(Data supplied)

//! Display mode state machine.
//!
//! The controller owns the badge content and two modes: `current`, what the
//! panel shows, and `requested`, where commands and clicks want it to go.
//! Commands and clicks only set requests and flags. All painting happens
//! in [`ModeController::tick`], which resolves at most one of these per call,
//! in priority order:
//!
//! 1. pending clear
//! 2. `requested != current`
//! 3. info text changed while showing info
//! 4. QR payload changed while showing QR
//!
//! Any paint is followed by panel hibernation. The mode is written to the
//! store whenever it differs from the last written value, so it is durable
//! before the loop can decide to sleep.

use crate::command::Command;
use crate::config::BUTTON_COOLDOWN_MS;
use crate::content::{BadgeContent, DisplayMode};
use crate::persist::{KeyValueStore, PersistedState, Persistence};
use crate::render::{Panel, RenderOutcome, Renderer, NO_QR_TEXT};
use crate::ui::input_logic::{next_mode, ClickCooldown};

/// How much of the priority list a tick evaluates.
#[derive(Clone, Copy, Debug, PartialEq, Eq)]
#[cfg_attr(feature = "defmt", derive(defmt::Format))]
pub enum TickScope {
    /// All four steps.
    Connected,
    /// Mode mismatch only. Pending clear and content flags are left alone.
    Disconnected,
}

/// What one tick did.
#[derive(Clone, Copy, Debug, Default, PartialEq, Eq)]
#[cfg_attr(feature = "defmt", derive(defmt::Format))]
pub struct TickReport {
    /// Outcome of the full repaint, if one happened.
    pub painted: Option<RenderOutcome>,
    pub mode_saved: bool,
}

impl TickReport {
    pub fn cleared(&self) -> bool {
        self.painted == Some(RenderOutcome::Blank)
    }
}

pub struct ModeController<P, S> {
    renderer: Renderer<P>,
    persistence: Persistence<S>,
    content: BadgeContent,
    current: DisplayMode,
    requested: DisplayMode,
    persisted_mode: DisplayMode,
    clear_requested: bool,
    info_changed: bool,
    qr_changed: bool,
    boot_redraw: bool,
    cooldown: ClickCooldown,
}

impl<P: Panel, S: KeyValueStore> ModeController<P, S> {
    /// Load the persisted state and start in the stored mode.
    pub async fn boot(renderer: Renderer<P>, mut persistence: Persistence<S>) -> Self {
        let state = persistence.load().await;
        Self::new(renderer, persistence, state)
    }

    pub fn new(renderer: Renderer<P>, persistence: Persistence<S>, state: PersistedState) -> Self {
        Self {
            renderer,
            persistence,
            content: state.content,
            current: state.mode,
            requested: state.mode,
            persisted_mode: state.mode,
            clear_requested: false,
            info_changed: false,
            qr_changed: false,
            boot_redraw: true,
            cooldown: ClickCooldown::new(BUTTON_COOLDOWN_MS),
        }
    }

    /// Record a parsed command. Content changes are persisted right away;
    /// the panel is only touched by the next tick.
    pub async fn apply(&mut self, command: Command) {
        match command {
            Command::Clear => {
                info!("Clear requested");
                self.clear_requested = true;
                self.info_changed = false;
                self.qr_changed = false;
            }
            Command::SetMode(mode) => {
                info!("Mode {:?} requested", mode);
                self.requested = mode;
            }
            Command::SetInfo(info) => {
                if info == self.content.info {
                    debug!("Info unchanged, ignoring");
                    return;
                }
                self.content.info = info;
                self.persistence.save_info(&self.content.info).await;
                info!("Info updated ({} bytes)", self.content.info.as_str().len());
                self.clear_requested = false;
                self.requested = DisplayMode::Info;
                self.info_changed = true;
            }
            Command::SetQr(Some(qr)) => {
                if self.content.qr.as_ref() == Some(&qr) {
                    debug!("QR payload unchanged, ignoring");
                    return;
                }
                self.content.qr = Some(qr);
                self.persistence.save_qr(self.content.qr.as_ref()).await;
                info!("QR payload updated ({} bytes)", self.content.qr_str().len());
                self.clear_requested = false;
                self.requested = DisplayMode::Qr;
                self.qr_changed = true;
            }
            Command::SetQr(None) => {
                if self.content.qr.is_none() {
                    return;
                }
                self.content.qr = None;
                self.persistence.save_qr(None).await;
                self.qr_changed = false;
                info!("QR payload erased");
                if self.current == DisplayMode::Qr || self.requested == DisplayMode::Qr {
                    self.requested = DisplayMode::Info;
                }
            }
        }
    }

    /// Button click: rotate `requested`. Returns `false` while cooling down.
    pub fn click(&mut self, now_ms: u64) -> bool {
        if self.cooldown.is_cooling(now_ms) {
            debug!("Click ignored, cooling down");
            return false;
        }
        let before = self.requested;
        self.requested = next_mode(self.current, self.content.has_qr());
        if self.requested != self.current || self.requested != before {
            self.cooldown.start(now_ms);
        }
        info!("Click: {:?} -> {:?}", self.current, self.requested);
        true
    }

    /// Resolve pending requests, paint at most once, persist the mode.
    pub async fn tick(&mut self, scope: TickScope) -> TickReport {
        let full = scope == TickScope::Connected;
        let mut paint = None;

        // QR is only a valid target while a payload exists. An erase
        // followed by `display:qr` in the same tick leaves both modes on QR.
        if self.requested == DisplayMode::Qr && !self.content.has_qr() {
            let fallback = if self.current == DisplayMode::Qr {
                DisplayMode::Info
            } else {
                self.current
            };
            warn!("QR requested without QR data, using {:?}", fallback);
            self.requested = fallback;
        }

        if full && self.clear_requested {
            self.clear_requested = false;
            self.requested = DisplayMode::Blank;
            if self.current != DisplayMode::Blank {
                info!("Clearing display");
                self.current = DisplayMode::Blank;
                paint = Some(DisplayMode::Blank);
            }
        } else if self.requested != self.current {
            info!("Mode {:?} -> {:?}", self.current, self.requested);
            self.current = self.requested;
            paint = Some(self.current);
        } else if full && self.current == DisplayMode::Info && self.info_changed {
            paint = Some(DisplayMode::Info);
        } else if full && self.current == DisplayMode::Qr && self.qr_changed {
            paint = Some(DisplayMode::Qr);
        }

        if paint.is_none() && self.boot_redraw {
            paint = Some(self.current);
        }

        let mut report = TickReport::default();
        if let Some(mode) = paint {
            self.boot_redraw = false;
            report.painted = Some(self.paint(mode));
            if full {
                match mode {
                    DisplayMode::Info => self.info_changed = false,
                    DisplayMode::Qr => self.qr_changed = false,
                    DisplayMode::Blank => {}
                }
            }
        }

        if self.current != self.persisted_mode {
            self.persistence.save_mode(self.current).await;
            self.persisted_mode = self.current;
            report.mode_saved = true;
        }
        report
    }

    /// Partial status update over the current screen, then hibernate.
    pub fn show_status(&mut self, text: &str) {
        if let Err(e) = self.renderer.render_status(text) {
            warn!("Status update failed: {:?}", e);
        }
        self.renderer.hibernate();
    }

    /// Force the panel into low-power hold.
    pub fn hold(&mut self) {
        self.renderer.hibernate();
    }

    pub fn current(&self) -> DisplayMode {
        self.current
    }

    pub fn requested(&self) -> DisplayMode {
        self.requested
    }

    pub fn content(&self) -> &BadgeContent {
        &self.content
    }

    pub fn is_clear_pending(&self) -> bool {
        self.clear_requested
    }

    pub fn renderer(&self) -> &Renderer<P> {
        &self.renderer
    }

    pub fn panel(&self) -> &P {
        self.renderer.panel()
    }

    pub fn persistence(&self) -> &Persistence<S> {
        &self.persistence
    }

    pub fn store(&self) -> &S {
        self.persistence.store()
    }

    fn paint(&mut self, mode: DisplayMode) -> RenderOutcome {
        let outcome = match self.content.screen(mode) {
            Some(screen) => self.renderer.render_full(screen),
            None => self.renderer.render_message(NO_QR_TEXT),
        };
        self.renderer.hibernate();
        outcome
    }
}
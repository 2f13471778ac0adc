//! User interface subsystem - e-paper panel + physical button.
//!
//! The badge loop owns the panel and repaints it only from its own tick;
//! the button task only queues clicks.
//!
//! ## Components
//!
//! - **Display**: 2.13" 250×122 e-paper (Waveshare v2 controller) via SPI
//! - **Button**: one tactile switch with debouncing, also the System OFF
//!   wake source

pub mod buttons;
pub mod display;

(End Data supplied)

Try it:
Look above for the line containing "self.persistence.save_mode(self.current).await;", then transcribe it and all lines after it through the last, exactly and with nothing else.

Exercise answer:
            self.persistence.save_mode(self.current).await;
            self.persisted_mode = self.current;
            report.mode_saved = true;
        }
        report
    }

    /// Partial status update over the current screen, then hibernate.
    pub fn show_status(&mut self, text: &str) {
        if let Err(e) = self.renderer.render_status(text) {
            warn!("Status update failed: {:?}", e);
        }
        self.renderer.hibernate();
    }

    /// Force the panel into low-power hold.
    pub fn hold(&mut self) {
        self.renderer.hibernate();
    }

    pub fn current(&self) -> DisplayMode {
        self.current
    }

    pub fn requested(&self) -> DisplayMode {
        self.requested
    }

    pub fn content(&self) -> &BadgeContent {
        &self.content
    }

    pub fn is_clear_pending(&self) -> bool {
        self.clear_requested
    }

    pub fn renderer(&self) -> &Renderer<P> {
        &self.renderer
    }

    pub fn panel(&self) -> &P {
        self.renderer.panel()
    }

    pub fn persistence(&self) -> &Persistence<S> {
        &self.persistence
    }

    pub fn store(&self) -> &S {
        self.persistence.store()
    }

    fn paint(&mut self, mode: DisplayMode) -> RenderOutcome {
        let outcome = match self.content.screen(mode) {
            Some(screen) => self.renderer.render_full(screen),
            None => self.renderer.render_message(NO_QR_TEXT),
        };
        self.renderer.hibernate();
        outcome
    }
}
repository 2f13471778ac0adc
//! User interface subsystem - e-paper panel + physical button.
//!
//! The badge loop owns the panel and repaints it only from its own tick;
//! the button task only queues clicks.
//!
//! ## Components
//!
//! - **Display**: 2.13" 250×122 e-paper (Waveshare v2 controller) via SPI
//! - **Button**: one tactile switch with debouncing, also the System OFF
//!   wake source

pub mod buttons;
pub mod display;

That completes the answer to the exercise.